In place of the challenging film that requires you to change the way you watch them and get on board with an experimental, sensory-driven dream logic only equaled by Lynch, we now have a conventionally plotted arthouse horror whose forsaken, witchy mood is largely spearheaded by one icily perfect Tilda Swinton performance and disrupted entirely by another of Swinton encased in goofy makeup. Maybe it was because Udo Kier just happened to randomly pop up in Daughter of Mine, the film I immediately dashed from to make this, but as a nod to the original, why not cast one its stars here (sans prosthetics) and once again, jokingly have him supremely off-brand by playing the most normal character in the film?
There's one incredible death scene of Dakota Johnson giving herself to the dance and her seemingly possessed moves causing another unfortunate student in the next room to throw shapes that contort her body into thrashing, bone-snapping death throes, but as the single set piece that stands on a par with Argento's beautifully baroque series of deaths, it seems to erupt from almost nowhere, not fitting the tone of the film around it. Director Luca Guadagnino then makes us wait forever until he goes full-tilt boogie on the succubus-of-Satan insanity again, but unfortunately, when it finally arrives, the murkily lit scene is bathed in CGI blood as cheaply disappointing as the gore of the recent The Predator.
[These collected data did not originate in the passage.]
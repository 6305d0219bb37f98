use crate::error::GameError;
use crate::grid::Grid;
use crate::model::{Difficulty, EscapeChoice, Input, Outcome, FRAMES_PER_STAGE};
use crate::obstacles;
use crate::player::Player;
use rand::rngs::StdRng;
use std::time::{Duration, Instant};

#[derive(Clone, Copy, Debug, PartialEq, Eq)]
pub(crate) enum AttemptState {
    Running,
    Cleared,
    Died,
    Quit,
}

impl AttemptState {
    pub(crate) fn outcome(self) -> Option<Outcome> {
        match self {
            AttemptState::Running => None,
            AttemptState::Cleared => Some(Outcome::Cleared),
            AttemptState::Died => Some(Outcome::Died),
            AttemptState::Quit => Some(Outcome::UserQuit),
        }
    }
}

/// What the frontend gets to see each tick.
pub(crate) struct FrameView<'a> {
    pub(crate) grid: &'a Grid,
    pub(crate) player: Player,
    pub(crate) difficulty: Difficulty,
    pub(crate) frame: u32,
}

impl FrameView<'_> {
    pub(crate) fn frames_left(&self) -> u32 {
        FRAMES_PER_STAGE.saturating_sub(self.frame)
    }
}

/// Screen and keyboard as seen from inside one attempt.
pub(crate) trait AttemptIo {
    fn draw_frame(&mut self, view: &FrameView<'_>) -> Result<(), GameError>;

    /// Never blocks. At most one input per call; anything else pending is dropped.
    fn poll_input(&mut self) -> Result<Option<Input>, GameError>;

    /// Blocks until the player picks an entry.
    fn escape_menu(&mut self) -> Result<EscapeChoice, GameError>;
}

/// One stage attempt. Owns its grid, player and countdowns; nothing here
/// outlives the attempt.
pub(crate) struct AttemptRunner {
    grid: Grid,
    player: Player,
    difficulty: Difficulty,
    rng: StdRng,
    descent_countdown: i32,
    spawn_countdown: i32,
    frame: u32,
    state: AttemptState,
    tick: Duration,
}

impl AttemptRunner {
    pub(crate) fn new(difficulty: Difficulty, rng: StdRng, tick: Duration) -> Self {
        Self {
            grid: Grid::new(),
            player: Player::new(),
            difficulty,
            rng,
            descent_countdown: 0,
            spawn_countdown: 0,
            frame: 0,
            state: AttemptState::Running,
            tick,
        }
    }

    pub(crate) fn state(&self) -> AttemptState {
        self.state
    }

    pub(crate) fn frame(&self) -> u32 {
        self.frame
    }

    pub(crate) fn run(mut self, io: &mut dyn AttemptIo) -> Result<Outcome, GameError> {
        log::debug!(
            "attempt start: stage {} descent every {} spawn every {}",
            self.difficulty.stage,
            self.difficulty.descent_cadence(),
            self.difficulty.spawn_cadence()
        );
        loop {
            let started = Instant::now();
            self.step(io)?;
            if matches!(self.state(), AttemptState::Running | AttemptState::Cleared) {
                pace(started, self.tick);
            }
            if let Some(outcome) = self.state().outcome() {
                log::debug!("attempt over after {} frames: {:?}", self.frame(), outcome);
                return Ok(outcome);
            }
        }
    }

    /// One tick of the frame loop, without the sleep.
    pub(crate) fn step(&mut self, io: &mut dyn AttemptIo) -> Result<AttemptState, GameError> {
        if self.state != AttemptState::Running {
            return Ok(self.state);
        }

        if self.descent_countdown <= 0 {
            obstacles::advance(&mut self.grid);
            self.descent_countdown = self.difficulty.descent_cadence();
        }
        if self.spawn_countdown <= 0 {
            obstacles::spawn(&mut self.grid, &mut self.rng);
            self.spawn_countdown = self.difficulty.spawn_cadence();
        }

        io.draw_frame(&FrameView {
            grid: &self.grid,
            player: self.player,
            difficulty: self.difficulty,
            frame: self.frame,
        })?;

        match io.poll_input()? {
            Some(Input::Left) => self.player.move_left(&self.grid),
            Some(Input::Right) => self.player.move_right(&self.grid),
            Some(Input::Escape) => {
                if io.escape_menu()? == EscapeChoice::ReturnToMainMenu {
                    self.state = AttemptState::Quit;
                    return Ok(self.state);
                }
            }
            None => {}
        }

        if self.player.is_dead(&self.grid) {
            self.state = AttemptState::Died;
            return Ok(self.state);
        }

        self.descent_countdown -= 1;
        self.spawn_countdown -= 1;
        self.frame += 1;
        if self.frame >= FRAMES_PER_STAGE {
            self.state = AttemptState::Cleared;
        }
        Ok(self.state)
    }
}

fn pace(started: Instant, tick: Duration) {
    let elapsed = started.elapsed();
    if elapsed < tick {
        std::thread::sleep(tick - elapsed);
    }
}

#[cfg(test)]
pub(crate) mod tests {
    use super::*;
    use crate::grid::Cell;
    use crate::model::{ARENA_SIZE, PLAYER_ROW};
    use crate::obstacles;
    use rand::SeedableRng;
    use std::collections::VecDeque;

    /// Replays a fixed input script, one entry per tick.
    #[derive(Default)]
    pub(crate) struct ScriptedIo {
        pub(crate) inputs: VecDeque<Option<Input>>,
        pub(crate) escape_answers: VecDeque<EscapeChoice>,
        pub(crate) frames_drawn: u32,
        pub(crate) last_player_x: Option<usize>,
    }

    impl ScriptedIo {
        pub(crate) fn with_inputs(inputs: impl IntoIterator<Item = Option<Input>>) -> Self {
            Self {
                inputs: inputs.into_iter().collect(),
                ..Self::default()
            }
        }
    }

    impl AttemptIo for ScriptedIo {
        fn draw_frame(&mut self, view: &FrameView<'_>) -> Result<(), GameError> {
            assert!(view.frame < FRAMES_PER_STAGE);
            self.frames_drawn += 1;
            self.last_player_x = Some(view.player.x);
            Ok(())
        }

        fn poll_input(&mut self) -> Result<Option<Input>, GameError> {
            Ok(self.inputs.pop_front().flatten())
        }

        fn escape_menu(&mut self) -> Result<EscapeChoice, GameError> {
            Ok(self
                .escape_answers
                .pop_front()
                .unwrap_or(EscapeChoice::Resume))
        }
    }

    fn runner(difficulty: Difficulty, seed: u64) -> AttemptRunner {
        AttemptRunner::new(difficulty, StdRng::seed_from_u64(seed), Duration::ZERO)
    }

    #[test]
    fn first_tick_spawns_one_obstacle_in_row_one() {
        let mut r = runner(Difficulty::default(), 11);
        let mut io = ScriptedIo::default();
        assert_eq!(r.step(&mut io).unwrap(), AttemptState::Running);
        assert_eq!(obstacles::count(&r.grid), 1);
        assert!((1..ARENA_SIZE - 1).any(|c| r.grid.cell_at(1, c) == Cell::Obstacle));
        assert_eq!(r.frame(), 1);
        assert_eq!(r.descent_countdown, 9);
        assert_eq!(r.spawn_countdown, 9);
    }

    #[test]
    fn stage_one_spawns_every_ten_ticks() {
        let mut r = runner(Difficulty::default(), 5);
        let mut io = ScriptedIo::default();
        for _ in 0..10 {
            r.step(&mut io).unwrap();
        }
        assert_eq!(obstacles::count(&r.grid), 1);
        r.step(&mut io).unwrap();
        assert_eq!(obstacles::count(&r.grid), 2);
    }

    #[test]
    fn surviving_every_frame_clears_the_stage() {
        let mut r = runner(Difficulty::default(), 21);
        let mut io = ScriptedIo::default();
        // at stage one nothing can fall far enough to reach the player row
        while r.state() == AttemptState::Running {
            r.step(&mut io).unwrap();
        }
        assert_eq!(r.state(), AttemptState::Cleared);
        assert_eq!(r.frame(), FRAMES_PER_STAGE);
        assert_eq!(io.frames_drawn, FRAMES_PER_STAGE);
        assert_eq!(r.state().outcome(), Some(Outcome::Cleared));
    }

    #[test]
    fn touching_an_obstacle_dies_before_frame_advances() {
        let mut r = runner(Difficulty::default(), 1);
        r.grid.set_cell(PLAYER_ROW - 1, r.player.x, Cell::Obstacle);
        // countdown is zero, so the first tick drops it onto the player
        let mut io = ScriptedIo::default();
        assert_eq!(r.step(&mut io).unwrap(), AttemptState::Died);
        assert_eq!(r.frame(), 0);
        assert_eq!(r.grid.cell_at(PLAYER_ROW, r.player.x), Cell::Obstacle);
        // terminal states are sticky
        assert_eq!(r.step(&mut io).unwrap(), AttemptState::Died);
        assert_eq!(io.frames_drawn, 1);
    }

    #[test]
    fn stepping_into_an_obstacle_dies() {
        let mut r = runner(Difficulty::default(), 1);
        r.grid.set_cell(PLAYER_ROW, r.player.x - 1, Cell::Obstacle);
        r.descent_countdown = 5;
        let mut io = ScriptedIo::with_inputs([Some(Input::Left)]);
        assert_eq!(r.step(&mut io).unwrap(), AttemptState::Died);
    }

    #[test]
    fn escape_then_resume_keeps_running() {
        let mut r = runner(Difficulty::default(), 2);
        let mut io = ScriptedIo::with_inputs([Some(Input::Escape)]);
        io.escape_answers.push_back(EscapeChoice::Resume);
        assert_eq!(r.step(&mut io).unwrap(), AttemptState::Running);
        assert_eq!(r.frame(), 1);
    }

    #[test]
    fn escape_to_main_menu_quits_immediately() {
        let r = runner(Difficulty::default(), 2);
        let mut io = ScriptedIo::with_inputs([None, None, Some(Input::Escape)]);
        io.escape_answers.push_back(EscapeChoice::ReturnToMainMenu);
        assert_eq!(r.run(&mut io).unwrap(), Outcome::UserQuit);
        assert_eq!(io.frames_drawn, 3);
    }

    #[test]
    fn directional_input_moves_player_between_frames() {
        let mut r = runner(Difficulty::default(), 8);
        let mut io = ScriptedIo::with_inputs([
            Some(Input::Left),
            Some(Input::Left),
            Some(Input::Right),
        ]);
        for _ in 0..3 {
            r.step(&mut io).unwrap();
        }
        assert_eq!(r.player.x, 19);
        assert_eq!(io.last_player_x, Some(18));
    }

    #[test]
    fn late_stages_clamp_cadence_to_every_tick() {
        let d = Difficulty {
            stage: 8,
            obstacle_speed: 8,
            obstacle_spawn_rate: 8,
        };
        let mut r = runner(d, 4);
        let mut io = ScriptedIo::default();
        for _ in 0..3 {
            r.step(&mut io).unwrap();
        }
        assert_eq!(r.descent_countdown, 0);
        assert_eq!(r.spawn_countdown, 0);
        // one spawn per tick, each earlier one pushed down a row
        assert_eq!(obstacles::count(&r.grid), 3);
    }
}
Not only that, this orgy of death is shot almost entirely in Peter Jackson/Ridley Scott fake slo-mo like witchcraft gone horribly wrong. The only way this could actually be a deliberate decision is in trying to obscure a pretty pitiful creature design.
While Thom Yorke's creepy-in-the-moment but wholly unmemorable score doesn't deserve to burn in the same hell as the unprecedented Goblin soundtrack, Guadagnino does have the Giallo master squarely beat in one area that for me, ups this film's rating a whole star. The clannish, punishing, religiosity of the world of dance.
The ballet academy that was before a laughably unconvincing afterthought, is here fully realized; the animalistic primitivism of these expertly edited sequences taking up a deserved and expansive chunk of the runtime instead of just a few minutes. It really says something that these scenes are as frightening in their intensity as many of the as-impressive nightmare montages with which they are often intercut.
Dakota Johnson in dungarees did things to me dirtier than any of the Fifty Shades films and Swinton as the demanding head of the school is so superb that she alone warrants the price of admission, but even then, she still can't lay claim to being the best witch of 2018, handily outshone by Fatma Mohamed in In Fabric. Sorry, Tilda.